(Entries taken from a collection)
******************************

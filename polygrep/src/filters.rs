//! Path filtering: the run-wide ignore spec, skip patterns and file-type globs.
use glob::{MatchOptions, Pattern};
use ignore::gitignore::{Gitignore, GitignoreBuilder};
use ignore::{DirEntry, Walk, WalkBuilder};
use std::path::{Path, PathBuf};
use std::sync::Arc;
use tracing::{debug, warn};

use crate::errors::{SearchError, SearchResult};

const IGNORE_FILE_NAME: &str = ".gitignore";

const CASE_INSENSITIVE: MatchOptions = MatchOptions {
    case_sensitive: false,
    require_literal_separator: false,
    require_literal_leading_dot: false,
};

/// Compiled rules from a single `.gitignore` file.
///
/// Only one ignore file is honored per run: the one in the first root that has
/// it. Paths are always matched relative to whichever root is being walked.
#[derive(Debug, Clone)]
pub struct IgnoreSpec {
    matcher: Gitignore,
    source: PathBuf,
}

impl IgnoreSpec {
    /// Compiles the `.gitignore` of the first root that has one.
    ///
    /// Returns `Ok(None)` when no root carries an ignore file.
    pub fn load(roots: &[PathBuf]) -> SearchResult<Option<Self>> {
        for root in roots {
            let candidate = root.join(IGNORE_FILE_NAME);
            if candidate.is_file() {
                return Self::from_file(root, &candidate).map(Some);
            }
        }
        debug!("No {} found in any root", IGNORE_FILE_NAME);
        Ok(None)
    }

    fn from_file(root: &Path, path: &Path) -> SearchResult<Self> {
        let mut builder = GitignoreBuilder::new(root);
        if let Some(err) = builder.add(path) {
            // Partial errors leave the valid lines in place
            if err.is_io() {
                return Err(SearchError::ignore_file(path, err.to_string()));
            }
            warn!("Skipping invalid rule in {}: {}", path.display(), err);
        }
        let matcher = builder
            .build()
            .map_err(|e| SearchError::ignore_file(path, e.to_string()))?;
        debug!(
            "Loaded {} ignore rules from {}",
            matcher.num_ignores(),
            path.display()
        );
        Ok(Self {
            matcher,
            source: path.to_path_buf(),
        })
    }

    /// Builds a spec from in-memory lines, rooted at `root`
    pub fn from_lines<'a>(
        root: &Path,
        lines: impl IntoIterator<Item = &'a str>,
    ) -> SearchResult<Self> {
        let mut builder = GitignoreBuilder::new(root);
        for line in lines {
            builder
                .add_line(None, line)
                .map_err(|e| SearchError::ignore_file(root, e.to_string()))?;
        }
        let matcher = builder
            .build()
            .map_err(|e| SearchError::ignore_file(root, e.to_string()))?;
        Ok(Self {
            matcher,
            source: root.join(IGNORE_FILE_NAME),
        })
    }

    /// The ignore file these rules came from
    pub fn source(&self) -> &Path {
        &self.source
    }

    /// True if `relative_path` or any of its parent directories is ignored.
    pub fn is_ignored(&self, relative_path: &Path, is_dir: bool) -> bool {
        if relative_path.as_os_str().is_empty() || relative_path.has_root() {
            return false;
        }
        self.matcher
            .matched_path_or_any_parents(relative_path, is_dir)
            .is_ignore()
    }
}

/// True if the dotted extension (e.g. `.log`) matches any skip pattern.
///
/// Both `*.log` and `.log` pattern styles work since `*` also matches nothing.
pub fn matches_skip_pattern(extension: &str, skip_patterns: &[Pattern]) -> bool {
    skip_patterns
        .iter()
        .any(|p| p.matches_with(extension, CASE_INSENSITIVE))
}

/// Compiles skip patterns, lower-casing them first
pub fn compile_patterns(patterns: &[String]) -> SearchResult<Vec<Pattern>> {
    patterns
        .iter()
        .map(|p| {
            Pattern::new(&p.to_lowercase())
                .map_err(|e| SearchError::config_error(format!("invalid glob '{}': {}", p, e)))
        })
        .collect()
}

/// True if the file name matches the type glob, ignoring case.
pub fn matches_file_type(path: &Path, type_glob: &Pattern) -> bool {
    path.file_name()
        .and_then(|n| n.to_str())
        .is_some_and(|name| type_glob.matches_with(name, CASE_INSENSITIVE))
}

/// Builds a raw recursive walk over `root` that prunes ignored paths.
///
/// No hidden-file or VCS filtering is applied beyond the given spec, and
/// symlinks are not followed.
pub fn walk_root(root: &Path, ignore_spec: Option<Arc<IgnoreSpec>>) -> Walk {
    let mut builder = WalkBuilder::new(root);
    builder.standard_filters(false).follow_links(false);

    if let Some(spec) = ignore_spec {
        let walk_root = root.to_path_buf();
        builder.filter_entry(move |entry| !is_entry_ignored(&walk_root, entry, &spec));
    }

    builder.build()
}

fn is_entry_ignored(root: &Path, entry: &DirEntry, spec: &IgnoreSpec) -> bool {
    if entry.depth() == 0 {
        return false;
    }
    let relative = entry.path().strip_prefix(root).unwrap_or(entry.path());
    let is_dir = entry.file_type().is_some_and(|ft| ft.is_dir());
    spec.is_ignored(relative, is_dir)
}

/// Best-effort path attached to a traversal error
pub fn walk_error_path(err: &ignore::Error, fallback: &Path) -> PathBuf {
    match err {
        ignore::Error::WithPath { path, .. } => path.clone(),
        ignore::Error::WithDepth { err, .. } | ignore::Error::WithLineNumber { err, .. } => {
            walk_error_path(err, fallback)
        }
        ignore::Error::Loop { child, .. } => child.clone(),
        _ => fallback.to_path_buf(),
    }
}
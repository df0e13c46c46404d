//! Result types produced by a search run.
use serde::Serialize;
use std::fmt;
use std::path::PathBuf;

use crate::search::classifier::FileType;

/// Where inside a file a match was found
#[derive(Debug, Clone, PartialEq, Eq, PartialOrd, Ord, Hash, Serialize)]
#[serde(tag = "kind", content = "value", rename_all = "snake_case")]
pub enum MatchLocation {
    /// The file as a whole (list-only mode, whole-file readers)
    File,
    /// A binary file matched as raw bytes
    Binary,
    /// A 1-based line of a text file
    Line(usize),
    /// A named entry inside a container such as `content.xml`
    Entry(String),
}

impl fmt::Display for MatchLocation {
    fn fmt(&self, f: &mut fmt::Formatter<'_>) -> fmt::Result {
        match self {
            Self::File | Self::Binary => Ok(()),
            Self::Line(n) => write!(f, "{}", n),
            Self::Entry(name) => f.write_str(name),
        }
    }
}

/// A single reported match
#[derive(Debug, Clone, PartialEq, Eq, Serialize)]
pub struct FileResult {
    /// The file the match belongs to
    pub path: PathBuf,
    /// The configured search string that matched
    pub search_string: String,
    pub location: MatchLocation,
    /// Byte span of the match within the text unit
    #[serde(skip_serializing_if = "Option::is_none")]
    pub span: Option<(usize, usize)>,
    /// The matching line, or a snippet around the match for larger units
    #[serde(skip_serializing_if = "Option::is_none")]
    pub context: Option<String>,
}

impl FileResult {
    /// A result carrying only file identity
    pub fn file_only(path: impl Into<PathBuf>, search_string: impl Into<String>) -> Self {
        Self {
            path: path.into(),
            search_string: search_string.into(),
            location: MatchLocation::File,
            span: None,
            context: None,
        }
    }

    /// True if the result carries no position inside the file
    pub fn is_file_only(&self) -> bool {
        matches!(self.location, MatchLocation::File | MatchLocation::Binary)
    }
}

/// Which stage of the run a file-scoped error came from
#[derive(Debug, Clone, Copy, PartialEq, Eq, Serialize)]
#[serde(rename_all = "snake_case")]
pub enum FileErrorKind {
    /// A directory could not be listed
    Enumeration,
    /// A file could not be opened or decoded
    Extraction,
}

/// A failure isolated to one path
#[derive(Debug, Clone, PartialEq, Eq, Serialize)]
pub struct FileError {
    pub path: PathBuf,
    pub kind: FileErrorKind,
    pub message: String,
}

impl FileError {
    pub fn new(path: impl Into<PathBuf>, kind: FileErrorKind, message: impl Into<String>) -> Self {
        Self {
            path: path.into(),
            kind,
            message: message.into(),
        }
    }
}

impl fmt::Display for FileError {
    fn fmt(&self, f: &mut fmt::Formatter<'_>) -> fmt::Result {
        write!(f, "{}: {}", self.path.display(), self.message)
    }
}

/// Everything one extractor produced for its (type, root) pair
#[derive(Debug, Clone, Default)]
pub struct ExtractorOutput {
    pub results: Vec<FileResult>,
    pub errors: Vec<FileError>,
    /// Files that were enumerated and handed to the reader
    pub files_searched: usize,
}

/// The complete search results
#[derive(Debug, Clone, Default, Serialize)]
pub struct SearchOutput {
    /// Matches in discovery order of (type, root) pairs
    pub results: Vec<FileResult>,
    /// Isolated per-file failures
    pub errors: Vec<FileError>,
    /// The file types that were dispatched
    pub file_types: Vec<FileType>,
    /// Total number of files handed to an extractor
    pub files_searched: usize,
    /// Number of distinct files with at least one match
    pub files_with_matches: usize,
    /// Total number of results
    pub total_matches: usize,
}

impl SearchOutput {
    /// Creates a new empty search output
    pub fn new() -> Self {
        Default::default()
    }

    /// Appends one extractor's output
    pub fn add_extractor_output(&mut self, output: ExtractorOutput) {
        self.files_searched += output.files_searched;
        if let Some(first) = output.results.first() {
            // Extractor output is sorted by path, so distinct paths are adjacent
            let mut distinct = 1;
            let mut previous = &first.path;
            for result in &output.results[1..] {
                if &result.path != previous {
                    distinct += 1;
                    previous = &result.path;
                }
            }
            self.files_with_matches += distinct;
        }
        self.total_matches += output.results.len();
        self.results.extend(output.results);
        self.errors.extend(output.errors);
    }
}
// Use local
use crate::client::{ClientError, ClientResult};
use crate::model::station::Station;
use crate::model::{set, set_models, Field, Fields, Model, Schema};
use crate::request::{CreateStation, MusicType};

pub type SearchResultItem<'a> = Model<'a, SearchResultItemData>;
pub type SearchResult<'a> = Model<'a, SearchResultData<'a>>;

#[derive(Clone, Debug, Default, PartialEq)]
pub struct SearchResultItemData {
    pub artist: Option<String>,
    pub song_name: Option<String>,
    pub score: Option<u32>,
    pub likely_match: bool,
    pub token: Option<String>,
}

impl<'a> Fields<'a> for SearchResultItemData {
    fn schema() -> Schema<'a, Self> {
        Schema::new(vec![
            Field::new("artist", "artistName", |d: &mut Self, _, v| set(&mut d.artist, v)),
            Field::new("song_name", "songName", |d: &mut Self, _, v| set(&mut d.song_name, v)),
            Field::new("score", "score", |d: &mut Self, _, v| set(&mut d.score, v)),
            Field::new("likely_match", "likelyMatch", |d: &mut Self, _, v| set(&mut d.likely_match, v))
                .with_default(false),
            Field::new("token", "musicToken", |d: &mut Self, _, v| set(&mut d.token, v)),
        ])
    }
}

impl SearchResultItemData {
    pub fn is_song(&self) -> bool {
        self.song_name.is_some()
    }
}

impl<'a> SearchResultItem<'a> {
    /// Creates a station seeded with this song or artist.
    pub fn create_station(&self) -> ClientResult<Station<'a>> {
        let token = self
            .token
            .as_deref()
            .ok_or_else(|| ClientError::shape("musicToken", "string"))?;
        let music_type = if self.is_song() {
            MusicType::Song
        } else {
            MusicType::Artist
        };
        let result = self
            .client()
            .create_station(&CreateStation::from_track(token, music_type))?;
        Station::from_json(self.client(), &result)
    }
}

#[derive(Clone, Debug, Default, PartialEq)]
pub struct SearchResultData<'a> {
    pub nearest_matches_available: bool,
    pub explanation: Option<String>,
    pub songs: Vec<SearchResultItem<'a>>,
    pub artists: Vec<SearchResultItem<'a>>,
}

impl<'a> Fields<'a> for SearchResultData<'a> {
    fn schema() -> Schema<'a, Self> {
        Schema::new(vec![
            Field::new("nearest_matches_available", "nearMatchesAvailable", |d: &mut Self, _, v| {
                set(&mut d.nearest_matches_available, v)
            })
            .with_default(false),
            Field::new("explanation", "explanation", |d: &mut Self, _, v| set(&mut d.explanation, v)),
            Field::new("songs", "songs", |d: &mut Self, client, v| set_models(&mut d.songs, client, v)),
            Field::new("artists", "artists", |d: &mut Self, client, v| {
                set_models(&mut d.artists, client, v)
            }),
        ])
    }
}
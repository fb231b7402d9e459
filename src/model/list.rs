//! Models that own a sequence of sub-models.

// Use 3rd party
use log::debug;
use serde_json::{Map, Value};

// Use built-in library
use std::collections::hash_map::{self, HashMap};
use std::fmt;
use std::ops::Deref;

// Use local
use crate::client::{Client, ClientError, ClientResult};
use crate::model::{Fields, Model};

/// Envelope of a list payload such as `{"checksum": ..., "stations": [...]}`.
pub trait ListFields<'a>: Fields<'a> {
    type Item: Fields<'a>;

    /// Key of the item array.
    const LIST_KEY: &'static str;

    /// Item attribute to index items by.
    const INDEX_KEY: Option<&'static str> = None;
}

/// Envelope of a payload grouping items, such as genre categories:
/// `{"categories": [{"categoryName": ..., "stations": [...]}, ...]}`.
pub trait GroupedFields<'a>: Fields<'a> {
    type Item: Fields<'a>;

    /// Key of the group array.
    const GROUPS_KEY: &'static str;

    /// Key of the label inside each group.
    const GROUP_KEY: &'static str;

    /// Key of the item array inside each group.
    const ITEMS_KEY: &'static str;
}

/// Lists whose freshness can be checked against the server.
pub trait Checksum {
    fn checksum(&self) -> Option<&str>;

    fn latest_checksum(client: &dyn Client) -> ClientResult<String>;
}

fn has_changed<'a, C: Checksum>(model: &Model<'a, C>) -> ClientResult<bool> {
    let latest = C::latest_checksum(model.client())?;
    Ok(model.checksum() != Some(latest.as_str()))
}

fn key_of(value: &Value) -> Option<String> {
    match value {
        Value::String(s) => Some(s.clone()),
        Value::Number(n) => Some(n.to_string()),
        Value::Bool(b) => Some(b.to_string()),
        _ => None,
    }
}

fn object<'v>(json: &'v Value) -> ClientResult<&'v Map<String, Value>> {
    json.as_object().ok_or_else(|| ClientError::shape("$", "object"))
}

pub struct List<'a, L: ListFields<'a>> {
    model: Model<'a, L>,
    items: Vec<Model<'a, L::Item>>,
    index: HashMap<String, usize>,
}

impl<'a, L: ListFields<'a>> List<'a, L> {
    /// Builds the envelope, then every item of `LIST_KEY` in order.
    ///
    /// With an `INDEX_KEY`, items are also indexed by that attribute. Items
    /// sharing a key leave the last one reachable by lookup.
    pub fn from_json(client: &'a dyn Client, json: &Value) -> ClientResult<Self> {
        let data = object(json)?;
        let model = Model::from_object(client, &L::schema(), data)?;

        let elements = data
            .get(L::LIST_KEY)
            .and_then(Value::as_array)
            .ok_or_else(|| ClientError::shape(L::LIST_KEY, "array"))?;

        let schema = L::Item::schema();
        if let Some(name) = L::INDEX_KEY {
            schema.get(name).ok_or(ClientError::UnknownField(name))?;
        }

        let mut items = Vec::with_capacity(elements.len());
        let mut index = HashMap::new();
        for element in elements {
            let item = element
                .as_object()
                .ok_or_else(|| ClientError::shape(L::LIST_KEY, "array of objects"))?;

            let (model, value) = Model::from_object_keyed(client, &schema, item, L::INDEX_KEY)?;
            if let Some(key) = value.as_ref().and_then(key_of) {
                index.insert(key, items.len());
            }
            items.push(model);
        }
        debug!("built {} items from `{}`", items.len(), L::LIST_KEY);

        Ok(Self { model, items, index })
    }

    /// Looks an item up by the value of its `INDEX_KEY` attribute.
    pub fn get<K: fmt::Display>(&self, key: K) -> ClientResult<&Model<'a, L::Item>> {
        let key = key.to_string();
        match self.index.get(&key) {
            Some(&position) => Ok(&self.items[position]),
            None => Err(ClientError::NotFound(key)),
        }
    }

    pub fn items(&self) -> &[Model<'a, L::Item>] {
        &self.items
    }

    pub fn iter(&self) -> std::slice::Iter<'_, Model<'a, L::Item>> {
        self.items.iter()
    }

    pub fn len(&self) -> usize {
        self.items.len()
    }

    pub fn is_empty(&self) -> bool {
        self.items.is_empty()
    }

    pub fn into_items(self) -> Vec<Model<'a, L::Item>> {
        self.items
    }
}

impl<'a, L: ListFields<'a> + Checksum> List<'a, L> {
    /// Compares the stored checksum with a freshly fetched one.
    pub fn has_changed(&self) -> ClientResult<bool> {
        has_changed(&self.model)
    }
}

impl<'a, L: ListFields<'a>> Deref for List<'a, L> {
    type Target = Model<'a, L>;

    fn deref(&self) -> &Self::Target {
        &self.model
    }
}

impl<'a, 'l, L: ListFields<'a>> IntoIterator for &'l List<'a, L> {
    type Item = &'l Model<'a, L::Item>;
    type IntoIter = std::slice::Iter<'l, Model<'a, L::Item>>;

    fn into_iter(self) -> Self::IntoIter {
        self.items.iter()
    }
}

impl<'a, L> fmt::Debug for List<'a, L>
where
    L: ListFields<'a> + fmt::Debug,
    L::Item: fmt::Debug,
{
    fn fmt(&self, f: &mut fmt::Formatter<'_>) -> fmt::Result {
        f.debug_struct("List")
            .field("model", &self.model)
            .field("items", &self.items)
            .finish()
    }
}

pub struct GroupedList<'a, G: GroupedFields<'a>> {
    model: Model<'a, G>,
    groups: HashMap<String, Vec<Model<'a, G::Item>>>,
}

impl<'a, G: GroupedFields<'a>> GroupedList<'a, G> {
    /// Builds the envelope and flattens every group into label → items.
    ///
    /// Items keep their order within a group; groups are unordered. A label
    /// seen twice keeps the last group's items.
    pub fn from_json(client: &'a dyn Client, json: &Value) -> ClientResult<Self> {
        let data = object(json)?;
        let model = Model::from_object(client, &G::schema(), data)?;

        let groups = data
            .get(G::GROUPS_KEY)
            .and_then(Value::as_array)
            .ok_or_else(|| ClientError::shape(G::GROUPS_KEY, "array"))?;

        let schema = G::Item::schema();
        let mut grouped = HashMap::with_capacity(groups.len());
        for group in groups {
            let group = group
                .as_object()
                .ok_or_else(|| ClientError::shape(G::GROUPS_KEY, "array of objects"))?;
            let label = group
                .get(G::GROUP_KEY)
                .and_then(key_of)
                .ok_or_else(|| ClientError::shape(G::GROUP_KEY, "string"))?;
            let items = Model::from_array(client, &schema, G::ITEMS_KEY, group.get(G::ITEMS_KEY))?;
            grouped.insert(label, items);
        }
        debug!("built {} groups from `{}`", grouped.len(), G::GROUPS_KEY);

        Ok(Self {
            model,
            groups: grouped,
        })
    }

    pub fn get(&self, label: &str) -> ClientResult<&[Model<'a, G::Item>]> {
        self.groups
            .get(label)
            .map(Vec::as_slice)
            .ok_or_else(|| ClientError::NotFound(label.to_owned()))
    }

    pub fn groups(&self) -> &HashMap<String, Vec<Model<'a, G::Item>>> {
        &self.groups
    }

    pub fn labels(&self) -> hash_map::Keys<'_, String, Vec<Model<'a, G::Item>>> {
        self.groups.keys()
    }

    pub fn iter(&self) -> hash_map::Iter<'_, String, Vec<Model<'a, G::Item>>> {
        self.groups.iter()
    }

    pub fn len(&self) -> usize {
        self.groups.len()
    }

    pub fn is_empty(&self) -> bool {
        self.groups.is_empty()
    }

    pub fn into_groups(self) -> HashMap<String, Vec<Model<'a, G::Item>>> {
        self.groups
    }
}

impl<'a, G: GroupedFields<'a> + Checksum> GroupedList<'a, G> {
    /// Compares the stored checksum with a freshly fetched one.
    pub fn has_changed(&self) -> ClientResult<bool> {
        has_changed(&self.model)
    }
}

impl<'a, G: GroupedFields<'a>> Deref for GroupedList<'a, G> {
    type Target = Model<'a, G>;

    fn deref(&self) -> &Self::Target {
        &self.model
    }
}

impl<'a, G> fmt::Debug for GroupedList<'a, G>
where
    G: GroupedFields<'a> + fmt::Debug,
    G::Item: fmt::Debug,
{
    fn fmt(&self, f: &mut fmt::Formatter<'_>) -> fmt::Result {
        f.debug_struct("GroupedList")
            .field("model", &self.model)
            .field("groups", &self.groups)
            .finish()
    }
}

******************************

- **What needs to be done**:
Give back, word for word, only the lines above from the line holding "distinct += 1;" to the line holding "pub type SearchResultItem<'a>", both included.

- **Response to the exercise**:
                    distinct += 1;
                    previous = &result.path;
                }
            }
            self.files_with_matches += distinct;
        }
        self.total_matches += output.results.len();
        self.results.extend(output.results);
        self.errors.extend(output.errors);
    }
}
// Use local
use crate::client::{ClientError, ClientResult};
use crate::model::station::Station;
use crate::model::{set, set_models, Field, Fields, Model, Schema};
use crate::request::{CreateStation, MusicType};

pub type SearchResultItem<'a> = Model<'a, SearchResultItemData>;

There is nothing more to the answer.